Being away from your family is always difficult. Making the decision to move away for good and not know when I will see them again was the hardest thing I have ever done.  I think that the transition has been so bearable for me because I moved far away for college. There were months and months that I didn't see my family.  And here I have Bez. 

However, over time, that feeling of lonliness creeps in. I miss them and I know that they miss me.  I miss that feeling of familiar and that feeling of safety. I miss knowing that with them nothing can ever be that terribly wrong.  With Bez out of town for a really long time, I was feeling extra lonely and bored.

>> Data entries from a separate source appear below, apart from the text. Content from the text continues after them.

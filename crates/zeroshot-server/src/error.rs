//! API error type and the JSON extractor that reports through it.

use axum::extract::FromRequest;
use axum::extract::multipart::{MultipartError, MultipartRejection};
use axum::extract::rejection::JsonRejection;
use axum::http::StatusCode;
use axum::response::{IntoResponse, Response};
use axum::Json;
use serde_json::json;
use thiserror::Error;
use tracing::{error, warn};
use zeroshot_core::SecurityError;

pub type ApiResult<T> = Result<T, ApiError>;

/// Every error a handler can return. Rendered as `{"detail": "<message>"}`.
#[derive(Debug, Error)]
pub enum ApiError {
    /// Caller error (400).
    #[error("{0}")]
    BadRequest(String),
    /// Unknown resource (404).
    #[error("{0}")]
    NotFound(String),
    /// Model, decode or I/O failure (500).
    #[error("{0}")]
    Internal(String),
}

impl ApiError {
    pub fn status(&self) -> StatusCode {
        match self {
            Self::BadRequest(_) => StatusCode::BAD_REQUEST,
            Self::NotFound(_) => StatusCode::NOT_FOUND,
            Self::Internal(_) => StatusCode::INTERNAL_SERVER_ERROR,
        }
    }
}

impl IntoResponse for ApiError {
    fn into_response(self) -> Response {
        let status = self.status();
        if status.is_server_error() {
            error!(%status, detail = %self, "request failed");
        } else {
            warn!(%status, detail = %self, "request rejected");
        }
        (status, Json(json!({ "detail": self.to_string() }))).into_response()
    }
}

impl From<SecurityError> for ApiError {
    fn from(e: SecurityError) -> Self {
        match e {
            SecurityError::UnknownCategory(_) => Self::NotFound(e.to_string()),
            SecurityError::InvalidLevel(_) => Self::BadRequest(e.to_string()),
        }
    }
}

impl From<anyhow::Error> for ApiError {
    fn from(e: anyhow::Error) -> Self {
        Self::Internal(format!("{e:#}"))
    }
}

impl From<JsonRejection> for ApiError {
    fn from(e: JsonRejection) -> Self {
        Self::BadRequest(e.body_text())
    }
}

impl From<MultipartError> for ApiError {
    fn from(e: MultipartError) -> Self {
        Self::BadRequest(e.body_text())
    }
}

impl From<MultipartRejection> for ApiError {
    fn from(e: MultipartRejection) -> Self {
        Self::BadRequest(e.body_text())
    }
}

impl From<tokio::task::JoinError> for ApiError {
    fn from(e: tokio::task::JoinError) -> Self {
        Self::Internal(format!("inference task failed: {e}"))
    }
}

/// `Json` extractor whose rejections render as [`ApiError`].
#[derive(FromRequest)]
#[from_request(via(Json), rejection(ApiError))]
pub struct ApiJson<T>(pub T);
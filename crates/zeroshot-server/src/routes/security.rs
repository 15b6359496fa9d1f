//! Security matrix lookups.

use axum::Json;
use axum::extract::State;
use serde::{Deserialize, Serialize};
use tracing::debug;
use zeroshot_core::RiskLevel;

use crate::error::{ApiJson, ApiResult};
use crate::state::AppState;

#[derive(Debug, Deserialize)]
pub struct LevelRequest {
    pub category: String,
    pub security_level: String,
}

#[derive(Debug, Serialize)]
pub struct LevelResponse {
    pub category: String,
    pub security_level: &'static str,
    pub level_value: i64,
}

pub async fn level(
    State(state): State<AppState>,
    ApiJson(req): ApiJson<LevelRequest>,
) -> ApiResult<Json<LevelResponse>> {
    let (level, level_value) = state
        .catalog
        .security
        .lookup(&req.category, &req.security_level)?;
    debug!(category = %req.category, %level, level_value, "security lookup");
    Ok(Json(LevelResponse {
        category: req.category.trim().to_string(),
        security_level: level.as_str(),
        level_value,
    }))
}

#[derive(Debug, Serialize)]
pub struct CategoriesResponse {
    pub categories: Vec<String>,
}

pub async fn categories(State(state): State<AppState>) -> Json<CategoriesResponse> {
    Json(CategoriesResponse {
        categories: state
            .catalog
            .security
            .categories()
            .map(str::to_string)
            .collect(),
    })
}

#[derive(Debug, Serialize)]
pub struct LevelsResponse {
    pub levels: Vec<&'static str>,
}

pub async fn levels() -> Json<LevelsResponse> {
    Json(LevelsResponse {
        levels: RiskLevel::ALL.iter().map(RiskLevel::as_str).collect(),
    })
}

The only thing that was getting me through was knowing that this period of aloneness was going to be broken up by a visit from Dad and Jessica. 

I can't say that over the weekend they were here that we did many things that were excitement worthy but just having them around made a world of difference. 

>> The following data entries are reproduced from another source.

//! Audio front end for Whisper: decoding any container symphonia knows
//! (WAV, FLAC, MP3, Ogg Vorbis, M4A/AAC, ...), band-limited resampling and
//! the 80-bin log-mel spectrogram.

use std::f32::consts::PI;
use std::fs::File;
use std::path::Path;
use std::sync::Arc;

use anyhow::Context;
use rubato::{FftFixedIn, Resampler};
use rustfft::num_complex::Complex;
use rustfft::{Fft, FftPlanner};
use symphonia::core::audio::SampleBuffer;
use symphonia::core::codecs::{CODEC_TYPE_NULL, DecoderOptions};
use symphonia::core::errors::Error as DecodeError;
use symphonia::core::formats::FormatOptions;
use symphonia::core::io::MediaSourceStream;
use symphonia::core::meta::MetadataOptions;
use symphonia::core::probe::Hint;
use tracing::{debug, warn};

pub const SAMPLE_RATE: u32 = 16_000;
pub const N_FFT: usize = 400;
pub const HOP_LENGTH: usize = 160;
pub const N_MELS: usize = 80;
pub const CHUNK_SECONDS: usize = 30;
/// Samples in one 30 s window.
pub const N_SAMPLES: usize = CHUNK_SECONDS * SAMPLE_RATE as usize;
/// Mel frames in one 30 s window.
pub const N_FRAMES: usize = N_SAMPLES / HOP_LENGTH;

const N_FREQS: usize = N_FFT / 2 + 1;

/// Input frames per resampler call.
const RESAMPLE_CHUNK: usize = 1024;

/// Decoded mono audio.
#[derive(Debug, Clone)]
pub struct Pcm {
    pub samples: Vec<f32>,
    pub sample_rate: u32,
}

/// Decode the first audio track of `path`, averaging channels to mono.
///
/// The file extension is only a hint; the container is detected from its
/// content. Corrupt packets are skipped with a warning.
pub fn read_audio(path: &Path) -> anyhow::Result<Pcm> {
    let file = File::open(path).with_context(|| format!("open {}", path.display()))?;
    let stream = MediaSourceStream::new(Box::new(file), Default::default());

    let mut hint = Hint::new();
    if let Some(ext) = path.extension().and_then(|e| e.to_str()) {
        hint.with_extension(ext);
    }
    let detected = symphonia::default::get_probe()
        .format(&hint, stream, &FormatOptions::default(), &MetadataOptions::default())
        .with_context(|| format!("unrecognized audio format: {}", path.display()))?;
    let mut format = detected.format;

    let track = format
        .tracks()
        .iter()
        .find(|t| t.codec_params.codec != CODEC_TYPE_NULL)
        .with_context(|| format!("{} has no audio track", path.display()))?;
    let track_id = track.id;
    let mut sample_rate = track.codec_params.sample_rate;
    let mut decoder = symphonia::default::get_codecs()
        .make(&track.codec_params, &DecoderOptions::default())
        .context("unsupported audio codec")?;

    let mut samples = Vec::new();
    let mut buffer: Option<SampleBuffer<f32>> = None;
    loop {
        let packet = match format.next_packet() {
            Ok(packet) => packet,
            Err(DecodeError::IoError(e)) if e.kind() == std::io::ErrorKind::UnexpectedEof => break,
            Err(DecodeError::ResetRequired) => break,
            Err(e) => return Err(e).context("reading audio packet"),
        };
        if packet.track_id() != track_id {
            continue;
        }
        let decoded = match decoder.decode(&packet) {
            Ok(decoded) => decoded,
            Err(DecodeError::DecodeError(e)) => {
                warn!(error = e, "skipping corrupt audio packet");
                continue;
            }
            Err(e) => return Err(e).context("decoding audio"),
        };

        let spec = *decoded.spec();
        let channels = spec.channels.count();
        let frames = decoded.capacity();
        sample_rate = sample_rate.or(Some(spec.rate));
        let buf = buffer.get_or_insert_with(|| SampleBuffer::new(frames as u64, spec));
        if buf.capacity() < frames * channels {
            *buf = SampleBuffer::new(frames as u64, spec);
        }
        buf.copy_interleaved_ref(decoded);
        samples.extend(downmix(buf.samples(), channels));
    }

    let sample_rate = sample_rate.with_context(|| format!("{} has no sample rate", path.display()))?;
    debug!(samples = samples.len(), sample_rate, "decoded audio");
    Ok(Pcm {
        samples,
        sample_rate,
    })
}

fn downmix(interleaved: &[f32], channels: usize) -> Vec<f32> {
    if channels <= 1 {
        return interleaved.to_vec();
    }
    interleaved
        .chunks_exact(channels)
        .map(|frame| frame.iter().sum::<f32>() / channels as f32)
        .collect()
}

/// Resample mono audio with rubato's FFT resampler, which low-pass filters
/// at the lower Nyquist frequency. The output is aligned with the input
/// (the filter delay is removed) and has `len * to / from` samples.
pub fn resample(samples: &[f32], from: u32, to: u32) -> anyhow::Result<Vec<f32>> {
    if from == to || samples.is_empty() {
        return Ok(samples.to_vec());
    }
    let mut resampler = FftFixedIn::<f32>::new(from as usize, to as usize, RESAMPLE_CHUNK, 2, 1)
        .context("building resampler")?;
    let delay = resampler.output_delay();
    let expected = (samples.len() as u64 * u64::from(to) / u64::from(from)) as usize;

    let mut out = Vec::with_capacity(expected + delay + RESAMPLE_CHUNK);
    let mut pos = 0;
    while pos < samples.len() || out.len() < delay + expected {
        let need = resampler.input_frames_next();
        let end = (pos + need).min(samples.len());
        let mut chunk = samples[pos..end].to_vec();
        chunk.resize(need, 0.0);
        pos = end;
        let block = resampler.process(&[chunk], None).context("resampling")?;
        out.extend_from_slice(&block[0]);
    }
    out.drain(..delay);
    out.truncate(expected);
    Ok(out)
}

/// Log-mel spectrogram extractor matching Whisper's feature pipeline.
pub struct LogMel {
    filters: Vec<f32>,
    window: Vec<f32>,
    fft: Arc<dyn Fft<f32>>,
}

impl Default for LogMel {
    fn default() -> Self {
        Self::new()
    }
}

impl LogMel {
    pub fn new() -> Self {
        let mut planner = FftPlanner::<f32>::new();
        Self {
            filters: mel_filters(SAMPLE_RATE, N_FFT, N_MELS),
            window: hann_window(N_FFT),
            fft: planner.plan_fft_forward(N_FFT),
        }
    }

    /// Features for one window: `[N_MELS, N_FRAMES]` row-major.
    ///
    /// Input longer than 30 s is cut, shorter input is zero-padded.
    pub fn compute(&self, samples: &[f32]) -> Vec<f32> {
        let mut audio = samples[..samples.len().min(N_SAMPLES)].to_vec();
        audio.resize(N_SAMPLES, 0.0);
        let padded = reflect_pad(&audio, N_FFT / 2);

        let mut buffer = vec![Complex::new(0.0f32, 0.0); N_FFT];
        let mut scratch = vec![Complex::new(0.0f32, 0.0); self.fft.get_inplace_scratch_len()];
        let mut power = vec![0.0f32; N_FREQS];
        let mut mel = vec![0.0f32; N_MELS * N_FRAMES];

        // The STFT yields N_FRAMES + 1 frames; the last one is dropped.
        for t in 0..N_FRAMES {
            let start = t * HOP_LENGTH;
            for (i, b) in buffer.iter_mut().enumerate() {
                *b = Complex::new(padded[start + i] * self.window[i], 0.0);
            }
            self.fft.process_with_scratch(&mut buffer, &mut scratch);
            for (k, p) in power.iter_mut().enumerate() {
                *p = buffer[k].norm_sqr();
            }
            for m in 0..N_MELS {
                let row = &self.filters[m * N_FREQS..(m + 1) * N_FREQS];
                let energy: f32 = row.iter().zip(&power).map(|(w, p)| w * p).sum();
                mel[m * N_FRAMES + t] = energy.max(1e-10).log10();
            }
        }

        let max = mel.iter().copied().fold(f32::NEG_INFINITY, f32::max);
        for v in &mut mel {
            *v = ((*v).max(max - 8.0) + 4.0) / 4.0;
        }
        mel
    }
}

/// Periodic Hann window.
fn hann_window(n: usize) -> Vec<f32> {
    (0..n)
        .map(|i| 0.5 - 0.5 * (2.0 * PI * i as f32 / n as f32).cos())
        .collect()
}

/// Reflect-pad (edge sample excluded) by `pad` on both sides.
fn reflect_pad(samples: &[f32], pad: usize) -> Vec<f32> {
    let n = samples.len();
    let mut out = Vec::with_capacity(n + 2 * pad);
    out.extend((1..=pad).rev().map(|i| samples[i.min(n - 1)]));
    out.extend_from_slice(samples);
    out.extend((0..pad).map(|i| samples[n.saturating_sub(2 + i)]));
    out
}

fn hz_to_mel(hz: f32) -> f32 {
    const MIN_LOG_HZ: f32 = 1000.0;
    const MIN_LOG_MEL: f32 = 15.0;
    let logstep = 6.4f32.ln() / 27.0;
    if hz >= MIN_LOG_HZ {
        MIN_LOG_MEL + (hz / MIN_LOG_HZ).ln() / logstep
    } else {
        3.0 * hz / 200.0
    }
}

fn mel_to_hz(mel: f32) -> f32 {
    const MIN_LOG_HZ: f32 = 1000.0;
    const MIN_LOG_MEL: f32 = 15.0;
    let logstep = 6.4f32.ln() / 27.0;
    if mel >= MIN_LOG_MEL {
        MIN_LOG_HZ * (logstep * (mel - MIN_LOG_MEL)).exp()
    } else {
        200.0 * mel / 3.0
    }
}

/// Slaney-style mel filterbank, `[n_mels, n_fft / 2 + 1]` row-major.
pub fn mel_filters(sample_rate: u32, n_fft: usize, n_mels: usize) -> Vec<f32> {
    let n_freqs = n_fft / 2 + 1;
    let fft_freqs: Vec<f32> = (0..n_freqs)
        .map(|i| i as f32 * sample_rate as f32 / n_fft as f32)
        .collect();

    let mel_max = hz_to_mel(sample_rate as f32 / 2.0);
    let mel_points: Vec<f32> = (0..n_mels + 2)
        .map(|i| mel_to_hz(mel_max * i as f32 / (n_mels + 1) as f32))
        .collect();

    let mut filters = vec![0.0f32; n_mels * n_freqs];
    for m in 0..n_mels {
        let (lower, center, upper) = (mel_points[m], mel_points[m + 1], mel_points[m + 2]);
        let enorm = 2.0 / (upper - lower);
        for (k, &f) in fft_freqs.iter().enumerate() {
            let rising = (f - lower) / (center - lower);
            let falling = (upper - f) / (upper - center);
            filters[m * n_freqs + k] = rising.min(falling).max(0.0) * enorm;
        }
    }
    filters
}

#[cfg(test)]
mod tests {
    use super::*;

    #[test]
    fn window_constants() {
        assert_eq!(N_SAMPLES, 480_000);
        assert_eq!(N_FRAMES, 3000);
    }

    #[test]
    fn hann_is_periodic() {
        let w = hann_window(4);
        assert!(w[0].abs() < 1e-6);
        assert!((w[2] - 1.0).abs() < 1e-6);
        assert!((w[1] - 0.5).abs() < 1e-6);
    }

    #[test]
    fn reflect_pad_mirrors_without_edge() {
        let out = reflect_pad(&[1.0, 2.0, 3.0, 4.0], 2);
        assert_eq!(out, [3.0, 2.0, 1.0, 2.0, 3.0, 4.0, 3.0, 2.0]);
    }

    #[test]
    fn mel_scale_round_trips() {
        for hz in [0.0, 440.0, 1000.0, 4000.0, 8000.0] {
            assert!((mel_to_hz(hz_to_mel(hz)) - hz).abs() < 0.5, "{hz}");
        }
    }

    #[test]
    fn filterbank_shape_and_coverage() {
        let filters = mel_filters(SAMPLE_RATE, N_FFT, N_MELS);
        assert_eq!(filters.len(), N_MELS * N_FREQS);
        assert!(filters.iter().all(|&w| w >= 0.0));
        for m in 0..N_MELS {
            let row = &filters[m * N_FREQS..(m + 1) * N_FREQS];
            assert!(row.iter().any(|&w| w > 0.0), "mel bin {m} is empty");
        }
    }

    fn tone(freq: f32, rate: u32, len: usize) -> Vec<f32> {
        (0..len)
            .map(|i| (2.0 * PI * freq * i as f32 / rate as f32).sin())
            .collect()
    }

    fn rms(samples: &[f32]) -> f32 {
        (samples.iter().map(|s| s * s).sum::<f32>() / samples.len() as f32).sqrt()
    }

    #[test]
    fn resample_keeps_duration_and_passband() {
        let input = tone(1_000.0, 48_000, 48_000);
        let out = resample(&input, 48_000, SAMPLE_RATE).unwrap();
        assert_eq!(out.len(), 16_000);
        // Away from the edges a 1 kHz tone passes at full level.
        let level = rms(&out[1_000..15_000]);
        assert!((level - std::f32::consts::FRAC_1_SQRT_2).abs() < 0.05, "{level}");
    }

    #[test]
    fn resample_filters_above_target_nyquist() {
        // 12 kHz folds to 4 kHz at 16 kHz unless it is filtered first.
        let input = tone(12_000.0, 48_000, 48_000);
        let out = resample(&input, 48_000, SAMPLE_RATE).unwrap();
        assert_eq!(out.len(), 16_000);
        assert!(rms(&out[1_000..15_000]) < 0.05);
    }

    #[test]
    fn resample_odd_ratio() {
        let input = tone(440.0, 44_100, 22_050);
        let out = resample(&input, 44_100, SAMPLE_RATE).unwrap();
        assert_eq!(out.len(), 8_000);
    }

    #[test]
    fn resample_same_rate_is_identity() {
        let input = vec![0.1, 0.2, 0.3];
        assert_eq!(resample(&input, 16_000, 16_000).unwrap(), input);
    }

    #[test]
    fn downmix_averages_channels() {
        assert_eq!(downmix(&[1.0, 0.0, 0.5, 0.5], 2), [0.5, 0.5]);
    }

    #[test]
    fn log_mel_of_silence_is_flat() {
        let mel = LogMel::new().compute(&[]);
        assert_eq!(mel.len(), N_MELS * N_FRAMES);
        let first = mel[0];
        assert!(mel.iter().all(|&v| (v - first).abs() < 1e-6));
        // log10(1e-10) = -10, normalized to (-10 + 4) / 4.
        assert!((first + 1.5).abs() < 1e-5);
    }

    #[test]
    fn log_mel_dynamic_range_is_clamped() {
        let tone: Vec<f32> = (0..SAMPLE_RATE as usize)
            .map(|i| (2.0 * PI * 440.0 * i as f32 / SAMPLE_RATE as f32).sin())
            .collect();
        let mel = LogMel::new().compute(&tone);
        let max = mel.iter().copied().fold(f32::NEG_INFINITY, f32::max);
        let min = mel.iter().copied().fold(f32::INFINITY, f32::min);
        assert!(max - min <= 2.0 + 1e-4);
    }

    fn fixture(name: &str) -> std::path::PathBuf {
        Path::new(env!("CARGO_MANIFEST_DIR"))
            .join("tests/fixtures")
            .join(name)
    }

    #[test]
    fn read_audio_wav_stereo_int16() {
        let dir = tempfile::tempdir().unwrap();
        let path = dir.path().join("stereo.wav");
        let spec = hound::WavSpec {
            channels: 2,
            sample_rate: 8_000,
            bits_per_sample: 16,
            sample_format: hound::SampleFormat::Int,
        };
        let mut writer = hound::WavWriter::create(&path, spec).unwrap();
        for _ in 0..100 {
            writer.write_sample(i16::MAX).unwrap();
            writer.write_sample(0i16).unwrap();
        }
        writer.finalize().unwrap();

        let pcm = read_audio(&path).unwrap();
        assert_eq!(pcm.sample_rate, 8_000);
        assert_eq!(pcm.samples.len(), 100);
        assert!((pcm.samples[0] - 0.5).abs() < 1e-3);
    }

    #[test]
    fn read_audio_flac() {
        // 0.25 s of a 440 Hz tone at half scale on the left channel only.
        let pcm = read_audio(&fixture("tone_440hz_8k_stereo.flac")).unwrap();
        assert_eq!(pcm.sample_rate, 8_000);
        assert_eq!(pcm.samples.len(), 2_000);
        let peak = pcm.samples.iter().fold(0.0f32, |m, s| m.max(s.abs()));
        assert!((peak - 0.25).abs() < 0.01, "{peak}");
    }

    #[test]
    fn read_audio_detects_format_despite_extension() {
        let dir = tempfile::tempdir().unwrap();
        let path = dir.path().join("upload.mp3");
        std::fs::copy(fixture("tone_440hz_8k_stereo.flac"), &path).unwrap();
        let pcm = read_audio(&path).unwrap();
        assert_eq!(pcm.samples.len(), 2_000);

        let bare = dir.path().join("upload");
        std::fs::copy(fixture("tone_440hz_8k_stereo.flac"), &bare).unwrap();
        assert_eq!(read_audio(&bare).unwrap().sample_rate, 8_000);
    }

    #[test]
    fn read_audio_rejects_garbage() {
        let dir = tempfile::tempdir().unwrap();
        let path = dir.path().join("bad.ogg");
        std::fs::write(&path, b"not an audio file").unwrap();
        let err = read_audio(&path).unwrap_err();
        assert!(format!("{err:#}").contains("unrecognized audio format"));
        assert!(read_audio(&dir.path().join("missing.wav")).is_err());
    }
}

I picked them up from the airport Friday after work. By request, we headed straight to The Cheesecake Factory (no surprise). We had to do some waiting so I made sure to show them the extremely cool One Direction Build-a-Bear I want for Christmas.  We sat down to a very late dinner and for the first time ever we didn't eat our dessert at the restaurant- or even that night when we got home.  We spent the evening watching our favorite show (Criminal Minds). Going to sleep that night, it was lovely knowing that the people I love the most were within earshot.  It was calming and for the first time in all the time that I have lived in Dallas, I slept through the night without waking up and I didn't have that strange feeling I can't explain when I woke up.

Saturday we had a minor roadblock when we took my car to the dealership.  It was a hectic experience I don't want to relive but out of that experience it made me realize how loving and patient my father has become.  I had a meltdown in the car and he told me "It will all work it.  It's all going to be okay.  I am so proud of you." Those words live at the top of the list of greatest things you want to hear in your life.

We went to the FC Dallas game.  It was our first MLS game that we can all clearly remember.  We think we went to a DC United game once but no one is really sure.  The stadium is sunken into the ground and was something I had never quite seen before. They were playing the Seattle Sounders which Clint Dempsey plays for. Jessica and I were hoping for an epic goal by him but that didn't happen.  However, we did see someone celebrate their scoring achievement by taking their shirt off.




After the game, we were all extremely excited because we were going to the State Fair of Texas. It was an experience.  If you know me well, you know I am not a fan of crowds or traffic.  This was not the place for me.  We FINALLY made it to the fair and inside the gate after a very long time sitting in traffic and waiting for our tickets.  We didn't play any games or do anything spectacular. We were there for the experience. We were there to see the fair and Big Tex and eat a corn dog.  We accomplished all of these things and got the hell out of that madhouse.




I'm not even sure what we did on Sunday. I think we sat around and watched football.  It really doesn't matter. I loved having them here. I loved having a time where it was just the three of us. I missed mom incredibly but there is something special about spending time with just dad.